→ **EXERCISE**: In the entries below, filter for the word "Returns" and copy every matching line.

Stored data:
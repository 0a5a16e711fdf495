//! TOML-based configuration for the lock controller.
//!
//! Reads `AppConfig` from the platform-appropriate config file, or from a
//! path given on the command line:
//! - Windows:  `%APPDATA%\Keyless\controller.toml`
//! - Linux:    `~/.config/keyless/controller.toml`
//! - macOS:    `~/Library/Application Support/Keyless/controller.toml`
//!
//! Example:
//!
//! ```toml
//! [controller]
//! log_level = "debug"
//! auto_lock_grace_ms = 3000
//!
//! [security]
//! shared_secret = "change-me"
//! lockout_threshold = 5
//! lockout_duration_secs = 300
//! admission = "immediate"
//!
//! [link]
//! port = 24900
//! passkey = "123456"
//!
//! [commands.trunk]
//! output = "tailgate"
//! pattern = "pulse"
//! duration_ms = 800
//! ack = "Trunk Opened"
//! ```
//!
//! Every field has a `#[serde(default = "...")]` helper, so a partial file
//! (or no file at all) works.

use std::net::SocketAddr;
use std::path::{Path, PathBuf};
use std::time::Duration;

use keyless_core::config_file::{self, ConfigFileError};
use keyless_core::Command;
use serde::{Deserialize, Serialize};
use thiserror::Error;

use crate::application::access_control::AdmissionPolicy;
use crate::application::command_gate::{CommandBinding, CommandTable, Pattern};
use crate::application::lockout::LockoutPolicy;

/// Error type for configuration file operations.
#[derive(Debug, Error)]
pub enum ConfigError {
    /// The file could not be located, read, parsed or written.
    #[error(transparent)]
    File(#[from] ConfigFileError),

    /// A value parsed but makes no sense.
    #[error("invalid config value for {field}: {reason}")]
    Invalid { field: &'static str, reason: String },
}

// ── Config schema types ───────────────────────────────────────────────────────

/// Top-level controller configuration stored on disk.
#[derive(Debug, Clone, Serialize, Deserialize, PartialEq, Default)]
pub struct AppConfig {
    #[serde(default)]
    pub controller: ControllerConfig,
    #[serde(default)]
    pub security: SecurityConfig,
    #[serde(default)]
    pub link: LinkSettings,
    #[serde(default)]
    pub storage: StorageConfig,
    #[serde(default)]
    pub commands: CommandsConfig,
}

/// General controller behaviour.
#[derive(Debug, Clone, Serialize, Deserialize, PartialEq)]
pub struct ControllerConfig {
    /// `tracing` log level: `"error"`, `"warn"`, `"info"`, `"debug"`, `"trace"`.
    #[serde(default = "default_log_level")]
    pub log_level: String,
    /// Delay between the last authenticated key leaving and the automatic re-lock.
    #[serde(default = "default_auto_lock_grace_ms")]
    pub auto_lock_grace_ms: u64,
    /// Period of the housekeeping tick (lockout sweep, re-lock deadline).
    #[serde(default = "default_tick_ms")]
    pub tick_ms: u64,
}

/// Authentication settings.
#[derive(Debug, Clone, Serialize, Deserialize, PartialEq)]
pub struct SecurityConfig {
    /// Pre-shared HMAC key.  Must be set; an empty secret refuses to start.
    #[serde(default)]
    pub shared_secret: String,
    #[serde(default = "default_lockout_threshold")]
    pub lockout_threshold: u32,
    #[serde(default = "default_lockout_duration_secs")]
    pub lockout_duration_secs: u64,
    #[serde(default)]
    pub admission: AdmissionPolicy,
}

/// Development TCP link settings.
#[derive(Debug, Clone, Serialize, Deserialize, PartialEq)]
pub struct LinkSettings {
    #[serde(default = "default_bind_address")]
    pub bind_address: String,
    #[serde(default = "default_link_port")]
    pub port: u16,
    /// Passkey every key must present when pairing.
    #[serde(default = "default_passkey")]
    pub passkey: String,
    #[serde(default = "default_pairing_timeout_secs")]
    pub pairing_timeout_secs: u64,
}

/// Whitelist persistence settings.
#[derive(Debug, Clone, Serialize, Deserialize, PartialEq, Default)]
pub struct StorageConfig {
    /// Store file.  When absent, `whitelist.toml` next to the config file is used.
    #[serde(skip_serializing_if = "Option::is_none")]
    pub store_path: Option<PathBuf>,
}

/// One command's actuation and acknowledgement.
#[derive(Debug, Clone, Serialize, Deserialize, PartialEq)]
pub struct CommandConfig {
    pub output: String,
    pub pattern: Pattern,
    pub duration_ms: u64,
    pub ack: String,
}

/// Per-command bindings.  Missing tables keep the built-in defaults.
#[derive(Debug, Clone, Serialize, Deserialize, PartialEq)]
pub struct CommandsConfig {
    #[serde(default = "default_lock")]
    pub lock: CommandConfig,
    #[serde(default = "default_unlock")]
    pub unlock: CommandConfig,
    #[serde(default = "default_trunk")]
    pub trunk: CommandConfig,
    #[serde(default = "default_locate")]
    pub locate: CommandConfig,
    #[serde(default = "default_elight")]
    pub elight: CommandConfig,
}

// ── Default helpers ───────────────────────────────────────────────────────────

fn default_log_level() -> String {
    "info".to_string()
}
fn default_auto_lock_grace_ms() -> u64 {
    3000
}
fn default_tick_ms() -> u64 {
    250
}
fn default_lockout_threshold() -> u32 {
    5
}
fn default_lockout_duration_secs() -> u64 {
    300
}
fn default_bind_address() -> String {
    "0.0.0.0".to_string()
}
fn default_link_port() -> u16 {
    24900
}
fn default_passkey() -> String {
    "123456".to_string()
}
fn default_pairing_timeout_secs() -> u64 {
    10
}

fn default_binding(command: Command) -> CommandConfig {
    CommandConfig::from(CommandTable::default().get(command))
}
fn default_lock() -> CommandConfig {
    default_binding(Command::Lock)
}
fn default_unlock() -> CommandConfig {
    default_binding(Command::Unlock)
}
fn default_trunk() -> CommandConfig {
    default_binding(Command::Trunk)
}
fn default_locate() -> CommandConfig {
    default_binding(Command::Locate)
}
fn default_elight() -> CommandConfig {
    default_binding(Command::Elight)
}

impl Default for ControllerConfig {
    fn default() -> Self {
        Self {
            log_level: default_log_level(),
            auto_lock_grace_ms: default_auto_lock_grace_ms(),
            tick_ms: default_tick_ms(),
        }
    }
}

impl Default for SecurityConfig {
    fn default() -> Self {
        Self {
            shared_secret: String::new(),
            lockout_threshold: default_lockout_threshold(),
            lockout_duration_secs: default_lockout_duration_secs(),
            admission: AdmissionPolicy::default(),
        }
    }
}

impl Default for LinkSettings {
    fn default() -> Self {
        Self {
            bind_address: default_bind_address(),
            port: default_link_port(),
            passkey: default_passkey(),
            pairing_timeout_secs: default_pairing_timeout_secs(),
        }
    }
}

impl Default for CommandsConfig {
    fn default() -> Self {
        Self {
            lock: default_lock(),
            unlock: default_unlock(),
            trunk: default_trunk(),
            locate: default_locate(),
            elight: default_elight(),
        }
    }
}

impl From<&CommandBinding> for CommandConfig {
    fn from(binding: &CommandBinding) -> Self {
        Self {
            output: binding.action.output.clone(),
            pattern: binding.action.pattern,
            duration_ms: binding.action.duration.as_millis() as u64,
            ack: binding.ack.clone(),
        }
    }
}

impl From<&CommandConfig> for CommandBinding {
    fn from(cfg: &CommandConfig) -> Self {
        CommandBinding::new(
            &cfg.output,
            cfg.pattern,
            Duration::from_millis(cfg.duration_ms),
            &cfg.ack,
        )
    }
}

// ── Conversions into runtime types ────────────────────────────────────────────

impl AppConfig {
    /// Builds the declarative command table.
    pub fn command_table(&self) -> CommandTable {
        let c = &self.commands;
        CommandTable {
            lock: (&c.lock).into(),
            unlock: (&c.unlock).into(),
            trunk: (&c.trunk).into(),
            locate: (&c.locate).into(),
            elight: (&c.elight).into(),
        }
    }

    /// Every output name referenced by the command table.
    pub fn outputs(&self) -> Vec<String> {
        let c = &self.commands;
        [&c.lock, &c.unlock, &c.trunk, &c.locate, &c.elight]
            .iter()
            .map(|cmd| cmd.output.clone())
            .collect()
    }

    /// # Errors
    ///
    /// Returns [`ConfigError::Invalid`] for a zero threshold.
    pub fn lockout_policy(&self) -> Result<LockoutPolicy, ConfigError> {
        if self.security.lockout_threshold == 0 {
            return Err(ConfigError::Invalid {
                field: "security.lockout_threshold",
                reason: "must be at least 1".to_string(),
            });
        }
        Ok(LockoutPolicy {
            threshold: self.security.lockout_threshold,
            duration: Duration::from_secs(self.security.lockout_duration_secs),
        })
    }

    /// # Errors
    ///
    /// Returns [`ConfigError::Invalid`] if the bind address is not an IP.
    pub fn link_addr(&self) -> Result<SocketAddr, ConfigError> {
        format!("{}:{}", self.link.bind_address, self.link.port)
            .parse()
            .map_err(|e: std::net::AddrParseError| ConfigError::Invalid {
                field: "link.bind_address",
                reason: e.to_string(),
            })
    }

    pub fn auto_lock_grace(&self) -> Duration {
        Duration::from_millis(self.controller.auto_lock_grace_ms)
    }

    pub fn tick_interval(&self) -> Duration {
        Duration::from_millis(self.controller.tick_ms.max(10))
    }

    pub fn pairing_timeout(&self) -> Duration {
        Duration::from_secs(self.link.pairing_timeout_secs)
    }

    /// Resolves the whitelist store file for a config loaded from `config_path`.
    pub fn store_path(&self, config_path: &Path) -> PathBuf {
        match &self.storage.store_path {
            Some(path) => path.clone(),
            None => config_path
                .parent()
                .map(|dir| dir.join("whitelist.toml"))
                .unwrap_or_else(|| PathBuf::from("whitelist.toml")),
        }
    }
}

// ── Config repository ─────────────────────────────────────────────────────────

/// Resolves the default path to the controller config file.
///
/// # Errors
///
/// Returns [`ConfigError::File`] when the platform config directory cannot
/// be determined from the environment.
pub fn config_file_path() -> Result<PathBuf, ConfigError> {
    Ok(config_file::default_path("controller.toml")?)
}

/// Loads `AppConfig` from `path`, returning defaults if the file does not
/// exist yet.
///
/// # Errors
///
/// Returns [`ConfigError::File`] for file-system errors other than
/// "not found", or if the TOML is malformed.
pub fn load_config(path: &Path) -> Result<AppConfig, ConfigError> {
    Ok(config_file::load_or_default(path)?)
}

/// Persists `config` to `path`, creating parent directories as needed.
pub fn save_config(config: &AppConfig, path: &Path) -> Result<(), ConfigError> {
    Ok(config_file::save(config, path)?)
}

// ── Tests ─────────────────────────────────────────────────────────────────────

→ **TASK RESPONSE**:
    /// Returns [`ConfigError::Invalid`] for a zero threshold.
    /// Returns [`ConfigError::Invalid`] if the bind address is not an IP.
/// Returns [`ConfigError::File`] when the platform config directory cannot
/// Returns [`ConfigError::File`] for file-system errors other than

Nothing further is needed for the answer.